In this simulation of galaxies and gas in the universe, rare pockets of pristine gas lurk in filaments (blue) connecting galaxies (orange). The pockets have somehow remained pristine, not “polluted” by heavy elements created during supernova blasts, depicted here as circular shock waves around some of the orange points. Image: TNG Collaboration

A rare fossil relic of the Big Bang, a vast, pristine cloud of gas made up of material generated during the sudden birth of the cosmos, has been detected, the third such relic discovered to date. The discovery may shed new light on how the first galaxies formed and evolved.

“Everywhere we look, the gas in the universe is polluted by waste heavy elements from exploding stars,” said doctoral student Fred Robert at Swinburne University of Technology. “But this particular cloud seems pristine, unpolluted by stars even 1.5 billion years after the Big Bang.
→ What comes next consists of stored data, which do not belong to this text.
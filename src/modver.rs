//! Lookup of environment-module versions for script banner lines.
//!
//! Generated scripts record which module versions were current when the
//! script was rendered. The lookup shells out to the site helper
//! `rad-pipeline_module_version`; a missing helper or non-zero exit is
//! fatal to the invocation, matching the rest of the pipeline tooling.

use std::process::Command;

use thiserror::Error;

/// Name of the site helper executable.
const LOOKUP_COMMAND: &str = "rad-pipeline_module_version";

/// Errors produced while querying module versions.
#[derive(Error, Debug)]
pub enum ModVerError {
    /// The helper could not be spawned.
    #[error("failed to run {LOOKUP_COMMAND} for module '{module}': {source}")]
    Spawn {
        /// Module that was being queried.
        module: String,
        /// Underlying spawn error.
        source: std::io::Error,
    },

    /// The helper exited with a failure status.
    #[error("{LOOKUP_COMMAND} failed for module '{module}' (status {status})")]
    Failed {
        /// Module that was being queried.
        module: String,
        /// Exit status description.
        status: String,
    },

    /// The helper produced non-UTF-8 output.
    #[error("{LOOKUP_COMMAND} produced non-UTF-8 output for module '{module}'")]
    BadOutput {
        /// Module that was being queried.
        module: String,
    },
}

/// Query the version string for a module, trimmed of trailing whitespace.
pub fn module_version(module: &str) -> Result<String, ModVerError> {
    let output = Command::new(LOOKUP_COMMAND)
        .arg(module)
        .output()
        .map_err(|source| ModVerError::Spawn {
            module: module.to_string(),
            source,
        })?;

    if !output.status.success() {
        return Err(ModVerError::Failed {
            module: module.to_string(),
            status: output.status.to_string(),
        });
    }

    let text = String::from_utf8(output.stdout).map_err(|_| ModVerError::BadOutput {
        module: module.to_string(),
    })?;
    Ok(text.trim_end().to_string())
}
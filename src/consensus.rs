//! Majority-vote consensus calling over aligned sequences.
//!
//! Each locus in a pyRAD `.loci` file carries a set of equal-length aligned
//! sequences. The consensus picks, per alignment column, the most frequent
//! base across all sequences. Gap (`-`) and unknown (`N`) symbols are tallied
//! but can never win a column; a column with no eligible base becomes `N`.

use thiserror::Error;

/// Gap symbol in aligned sequences.
pub const GAP: u8 = b'-';
/// Unknown-base symbol; also the fallback for all-gap columns.
pub const UNKNOWN: u8 = b'N';

/// Errors produced while building a consensus sequence.
#[derive(Error, Debug, PartialEq, Eq)]
pub enum ConsensusError {
    /// Sequences within a locus must all share the alignment length.
    #[error("sequence {index} has length {found}, expected {expected}")]
    LengthMismatch {
        /// Index of the offending sequence within the locus.
        index: usize,
        /// Length of the first sequence, which sets the alignment width.
        expected: usize,
        /// Length actually observed.
        found: usize,
    },
}

/// Build the majority-vote consensus of a set of aligned sequences.
///
/// Ties between equally-frequent eligible bases are broken by taking the
/// lexicographically smallest base, so the result is deterministic and
/// independent of input order.
///
/// An empty input yields an empty consensus.
pub fn consensus<S: AsRef<str>>(sequences: &[S]) -> Result<String, ConsensusError> {
    let Some(first) = sequences.first() else {
        return Ok(String::new());
    };
    let width = first.as_ref().len();

    for (index, seq) in sequences.iter().enumerate() {
        let found = seq.as_ref().len();
        if found != width {
            return Err(ConsensusError::LengthMismatch {
                index,
                expected: width,
                found,
            });
        }
    }

    let mut result = Vec::with_capacity(width);
    for col in 0..width {
        let mut counts = [0u32; 256];
        for seq in sequences {
            counts[seq.as_ref().as_bytes()[col] as usize] += 1;
        }
        result.push(column_winner(&counts));
    }

    // Inputs are ASCII sequence data; the winner bytes are drawn from them.
    Ok(String::from_utf8(result).expect("consensus bases are ASCII"))
}

/// Pick the winning base for one alignment column from its tally.
///
/// Iterating byte values in ascending order makes the tie-break
/// lexicographic: the first base reaching the maximum count wins.
fn column_winner(counts: &[u32; 256]) -> u8 {
    let mut best = (UNKNOWN, 0u32);
    for (byte, &count) in counts.iter().enumerate() {
        let byte = byte as u8;
        if byte == GAP || byte == UNKNOWN {
            continue;
        }
        if count > best.1 {
            best = (byte, count);
        }
    }
    best.0
}

#[cfg(test)]
mod tests {
    use super::*;
    use test_case::test_case;

    #[test]
    fn single_sequence_is_its_own_consensus() {
        let cons = consensus(&["ACGTACGT"]).unwrap();
        assert_eq!(cons, "ACGTACGT");
    }

    #[test]
    fn majority_wins_per_column() {
        let cons = consensus(&["AAAA", "AAAT", "AATT"]).unwrap();
        assert_eq!(cons, "AAAT");
    }

    #[test]
    fn gap_and_unknown_are_counted_but_cannot_win() {
        // Column 0: two gaps vs one C -> C wins despite being the minority.
        let cons = consensus(&["-A", "-A", "CA"]).unwrap();
        assert_eq!(cons, "CA");

        let cons = consensus(&["NG", "NG", "TG"]).unwrap();
        assert_eq!(cons, "TG");
    }

    #[test]
    fn all_gap_column_yields_unknown() {
        let cons = consensus(&["-N-", "N--", "--N"]).unwrap();
        assert_eq!(cons, "NNN");
    }

    #[test]
    fn tie_break_is_lexicographic() {
        // Columns tied 1-1 between two bases: smaller base wins.
        let cons = consensus(&["AT", "TA"]).unwrap();
        assert_eq!(cons, "AA");

        let cons = consensus(&["GC", "CG"]).unwrap();
        assert_eq!(cons, "CC");
    }

    #[test]
    fn empty_input_yields_empty_consensus() {
        let empty: [&str; 0] = [];
        assert_eq!(consensus(&empty).unwrap(), "");
    }

    #[test]
    fn zero_length_sequences_yield_empty_consensus() {
        assert_eq!(consensus(&["", "", ""]).unwrap(), "");
    }

    #[test]
    fn unequal_lengths_are_rejected() {
        let err = consensus(&["ACGT", "ACG"]).unwrap_err();
        assert_eq!(
            err,
            ConsensusError::LengthMismatch {
                index: 1,
                expected: 4,
                found: 3,
            }
        );
    }

    #[test_case(&["ACGT"], "ACGT"; "identity")]
    #[test_case(&["AAAA", "AAAT", "AATT"], "AAAT"; "simple majority")]
    #[test_case(&["A-GT", "A-GT", "ACGT"], "ACGT"; "gap minority loses")]
    fn consensus_cases(sequences: &[&str], expected: &str) {
        assert_eq!(consensus(sequences).unwrap(), expected);
    }
}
“If it has any heavy elements at all, it must be less than ten-thousandth of the proportion we see in our Sun. This is extremely low. The most compelling explanation is that it’s a true relic of the Big Bang.”

Robert, Swinburne astronomy professor Michael Murphy and a team of researchers outline their findings in a paper to be published in the Monthly Notices of the Royal Astronomical Society.

The team used two instruments at the W.M. Keck Observatory in Hawaii, the Echellette Spectrograph and Imager and the High-Resolution Echelle Spectrometer, to dissect light from a background quasar passing through the gas cloud. The team targeted quasars based on earlier, lower-resolution, observations that found traces of hydrogen but no heavier elements.

The strategy “allowed us to discover such a rare fossil quickly with the precious time on Keck Observatory’s twin telescopes,” said Robert.

Two other fossil clouds were found in 2011 by Michele Fumagalli of Durham University, John O’Meara, formerly a professor at St. Michael’s College and now the new Chief Scientist at Keck Observatory, and Professor J. Xavier Prochaska of the University of California, Santa Cruz. Fumagalli and O’Meara are co-authors of  the paper on the latest discovery.

O’Meara said the first two were “serendipitous discoveries.”

“We thought they were the tip of the iceberg. But no one has discovered anything similar,” he said. “They are clearly very rare and difficult to see. It’s fantastic to finally discover one systematically.”

Said Murphy: “It’s now possible to survey for these fossil relics of the Big Bang. That will tell us exactly how rare they are and help us understand how some gas formed stars and galaxies in the early universe, and why some didn’t.”